Although Ca _i ²⁺ waves in networks of astrocytes in vivo are well documented, propagation in vivo is much more complex than in culture, and there is no consensus concerning the dominant roles of intercellular and extracellular messengers [inositol 1,4,5-trisphosphate (IP₃) and adenosine-5^′-triphosphate (ATP)] that mediate Ca _i ²⁺ waves. Moreover, to date only simplified models that take very little account of the geometrical struture of the networks have been studied. Our aim in this paper is to develop a mathematical model based on realistic cellular morphology and network connectivity, and a computational framework for simulating the model, in order to address these issues. In the model, Ca _i ²⁺ wave propagation through a network of astrocytes is driven by IP₃ diffusion between cells and ATP transport in the extracellular space.
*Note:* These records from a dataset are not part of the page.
//! Convoy chain routing.
//!
//! Enumerates the acyclic chains of water-stationed fleets that could
//! carry an army between two coastal provinces. The full chain set for a
//! (origin, destination, fleet set) triple is memoized; the counterfactual
//! queries adjudication needs ("is there still a route through this
//! fleet", "without that one") filter the memoized set instead of walking
//! the map again. The memo is only valid for one phase's unit positions,
//! so the game clears it on every phase advance.

use std::collections::HashMap;

use tracing::trace;

use crate::board::{OrderClass, ProvinceId, Topology, UnitKind};

/// Narrows a chain query for counterfactual checks.
#[derive(Debug, Clone, Copy, PartialEq, Eq)]
pub enum ChainConstraint {
    /// Any chain counts.
    Any,
    /// Only chains carrying the convoy through this fleet's province.
    Through(ProvinceId),
    /// Only chains that do not touch this fleet's province.
    Avoiding(ProvinceId),
}

impl ChainConstraint {
    fn admits(self, chain: &[ProvinceId]) -> bool {
        match self {
            ChainConstraint::Any => true,
            ChainConstraint::Through(p) => chain.contains(&p),
            ChainConstraint::Avoiding(p) => !chain.contains(&p),
        }
    }
}

/// Memoizing convoy route finder.
#[derive(Debug, Default)]
pub struct ConvoyRouter {
    memo: HashMap<(ProvinceId, ProvinceId, Vec<ProvinceId>), Vec<Vec<ProvinceId>>>,
}

impl ConvoyRouter {
    pub fn new() -> Self {
        Self::default()
    }

    /// Every acyclic fleet chain from `origin` to `dest` using only the
    /// given fleet provinces, narrowed by the constraint. Chains come back
    /// in a deterministic order.
    pub fn chains(
        &mut self,
        topo: &Topology,
        origin: ProvinceId,
        dest: ProvinceId,
        fleets: &[ProvinceId],
        constraint: ChainConstraint,
    ) -> Vec<Vec<ProvinceId>> {
        if origin == dest {
            return Vec::new();
        }
        let mut key_fleets: Vec<ProvinceId> = fleets.to_vec();
        key_fleets.sort();
        key_fleets.dedup();
        let key = (origin, dest, key_fleets);
        if let Some(cached) = self.memo.get(&key) {
            return cached
                .iter()
                .filter(|c| constraint.admits(c))
                .cloned()
                .collect();
        }
        let chains = enumerate(topo, origin, dest, &key.2);
        trace!(
            origin = %topo.province(origin).code,
            dest = %topo.province(dest).code,
            chains = chains.len(),
            "enumerated convoy chains"
        );
        let out = chains
            .iter()
            .filter(|c| constraint.admits(c))
            .cloned()
            .collect();
        self.memo.insert(key, chains);
        out
    }

    /// Whether at least one admissible chain exists.
    pub fn has_chain(
        &mut self,
        topo: &Topology,
        origin: ProvinceId,
        dest: ProvinceId,
        fleets: &[ProvinceId],
        constraint: ChainConstraint,
    ) -> bool {
        !self.chains(topo, origin, dest, fleets, constraint).is_empty()
    }

    /// Drops every memoized chain set. Unit positions change at each phase
    /// boundary, so nothing memoized before it can be reused after.
    pub fn clear(&mut self) {
        self.memo.clear();
    }
}

/// Depth-first enumeration of acyclic chains. A fleet can both complete a
/// chain and carry longer ones past itself, so completion does not stop
/// the walk.
fn enumerate(
    topo: &Topology,
    origin: ProvinceId,
    dest: ProvinceId,
    fleets: &[ProvinceId],
) -> Vec<Vec<ProvinceId>> {
    let hop = |from: ProvinceId, to: ProvinceId| {
        topo.reachable(UnitKind::Fleet, OrderClass::Convoy, from, to)
    };

    let mut chains = Vec::new();
    let mut path: Vec<ProvinceId> = Vec::new();

    fn dfs(
        at: ProvinceId,
        dest: ProvinceId,
        fleets: &[ProvinceId],
        hop: &dyn Fn(ProvinceId, ProvinceId) -> bool,
        path: &mut Vec<ProvinceId>,
        chains: &mut Vec<Vec<ProvinceId>>,
    ) {
        path.push(at);
        if hop(at, dest) {
            chains.push(path.clone());
        }
        for &next in fleets {
            if !path.contains(&next) && hop(at, next) {
                dfs(next, dest, fleets, hop, path, chains);
            }
        }
        path.pop();
    }

    for &first in fleets {
        if hop(first, origin) {
            dfs(first, dest, fleets, &hop, &mut path, &mut chains);
        }
    }
    chains
}

#[cfg(test)]
mod tests {
    use super::*;
    use crate::board::variant;

    fn topo() -> Topology {
        Topology::load(&variant::standard()).expect("standard map loads")
    }

    fn p(t: &Topology, code: &str) -> ProvinceId {
        t.find_province(code).expect("known province")
    }

    #[test]
    fn single_fleet_chain() {
        let t = topo();
        let mut router = ConvoyRouter::new();
        let chains = router.chains(
            &t,
            p(&t, "lon"),
            p(&t, "bre"),
            &[p(&t, "eng")],
            ChainConstraint::Any,
        );
        assert_eq!(chains, vec![vec![p(&t, "eng")]]);
    }

    #[test]
    fn two_hop_chain() {
        let t = topo();
        let mut router = ConvoyRouter::new();
        let chains = router.chains(
            &t,
            p(&t, "bre"),
            p(&t, "nwy"),
            &[p(&t, "eng"), p(&t, "nth")],
            ChainConstraint::Any,
        );
        assert_eq!(chains, vec![vec![p(&t, "eng"), p(&t, "nth")]]);
    }

    #[test]
    fn alternative_routes_and_constraints() {
        let t = topo();
        let mut router = ConvoyRouter::new();
        let (lon, bel) = (p(&t, "lon"), p(&t, "bel"));
        let (eng, nth) = (p(&t, "eng"), p(&t, "nth"));
        let fleets = [eng, nth];

        // Both seas touch both shores, so single-fleet and doubled chains
        // all count.
        let all = router.chains(&t, lon, bel, &fleets, ChainConstraint::Any);
        assert_eq!(all.len(), 4);
        assert!(all.contains(&vec![eng]));
        assert!(all.contains(&vec![nth]));
        assert!(all.contains(&vec![eng, nth]));
        assert!(all.contains(&vec![nth, eng]));

        let through = router.chains(&t, lon, bel, &fleets, ChainConstraint::Through(nth));
        assert_eq!(through.len(), 3);
        assert!(through.iter().all(|c| c.contains(&nth)));

        let avoiding = router.chains(&t, lon, bel, &fleets, ChainConstraint::Avoiding(nth));
        assert_eq!(avoiding, vec![vec![eng]]);
    }

    #[test]
    fn no_route_cases() {
        let t = topo();
        let mut router = ConvoyRouter::new();
        // No fleets at all.
        assert!(!router.has_chain(&t, p(&t, "lon"), p(&t, "bre"), &[], ChainConstraint::Any));
        // Fleet in the wrong sea.
        assert!(!router.has_chain(
            &t,
            p(&t, "lon"),
            p(&t, "bre"),
            &[p(&t, "nth")],
            ChainConstraint::Any
        ));
        // Landlocked origin.
        assert!(!router.has_chain(
            &t,
            p(&t, "mun"),
            p(&t, "lon"),
            &[p(&t, "eng"), p(&t, "nth")],
            ChainConstraint::Any
        ));
        // Degenerate origin == destination.
        assert!(!router.has_chain(
            &t,
            p(&t, "lon"),
            p(&t, "lon"),
            &[p(&t, "eng")],
            ChainConstraint::Any
        ));
    }

    #[test]
    fn coastal_fleets_never_carry() {
        let t = topo();
        let mut router = ConvoyRouter::new();
        // A fleet parked in Brest is on land as far as convoys go.
        assert!(!router.has_chain(
            &t,
            p(&t, "lon"),
            p(&t, "gas"),
            &[p(&t, "bre")],
            ChainConstraint::Any
        ));
    }

    #[test]
    fn memo_survives_repeat_queries_and_clear_resets() {
        let t = topo();
        let mut router = ConvoyRouter::new();
        let (lon, bel) = (p(&t, "lon"), p(&t, "bel"));
        let fleets = [p(&t, "eng"), p(&t, "nth")];
        let first = router.chains(&t, lon, bel, &fleets, ChainConstraint::Any);
        let second = router.chains(&t, lon, bel, &fleets, ChainConstraint::Any);
        assert_eq!(first, second);
        router.clear();
        let third = router.chains(&t, lon, bel, &fleets, ChainConstraint::Any);
        assert_eq!(first, third);
        // A different fleet set is a different memo entry, not a collision.
        let narrowed = router.chains(&t, lon, bel, &fleets[..1], ChainConstraint::Any);
        assert_eq!(narrowed, vec![vec![p(&t, "eng")]]);
    }
}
Numerical simulations of the model show that different kinetic and geometric assumptions give rise to differences in Ca _i ²⁺ wave propagation patterns, as characterized by the velocity, propagation distance, time delay in propagation from one cell to another, and the evolution of Ca²⁺ response patterns. The temporal Ca _i ²⁺ response patterns in cells are different from one cell to another, and the Ca _i ²⁺ response patterns evolve from one type to another as a Ca _i ²⁺ wave propagates. In addition, the spatial patterns of Ca _i ²⁺ wave propagation depend on whether IP₃, ATP, or both are mediating messengers. Finally, two different geometries that reflect the in vivo and in vitro configuration of astrocytic networks also yield distinct intracellular and extracellular kinetic patterns. The simulation results as well as the linear stability analysis of the model lead to the conclusion that Ca _i ²⁺ waves in astrocyte networks are probably mediated by both intercellular IP₃ transport and nonregenerative (only the glutamate-stimulated cell releases ATP) or partially regenerative extracellular ATP signaling.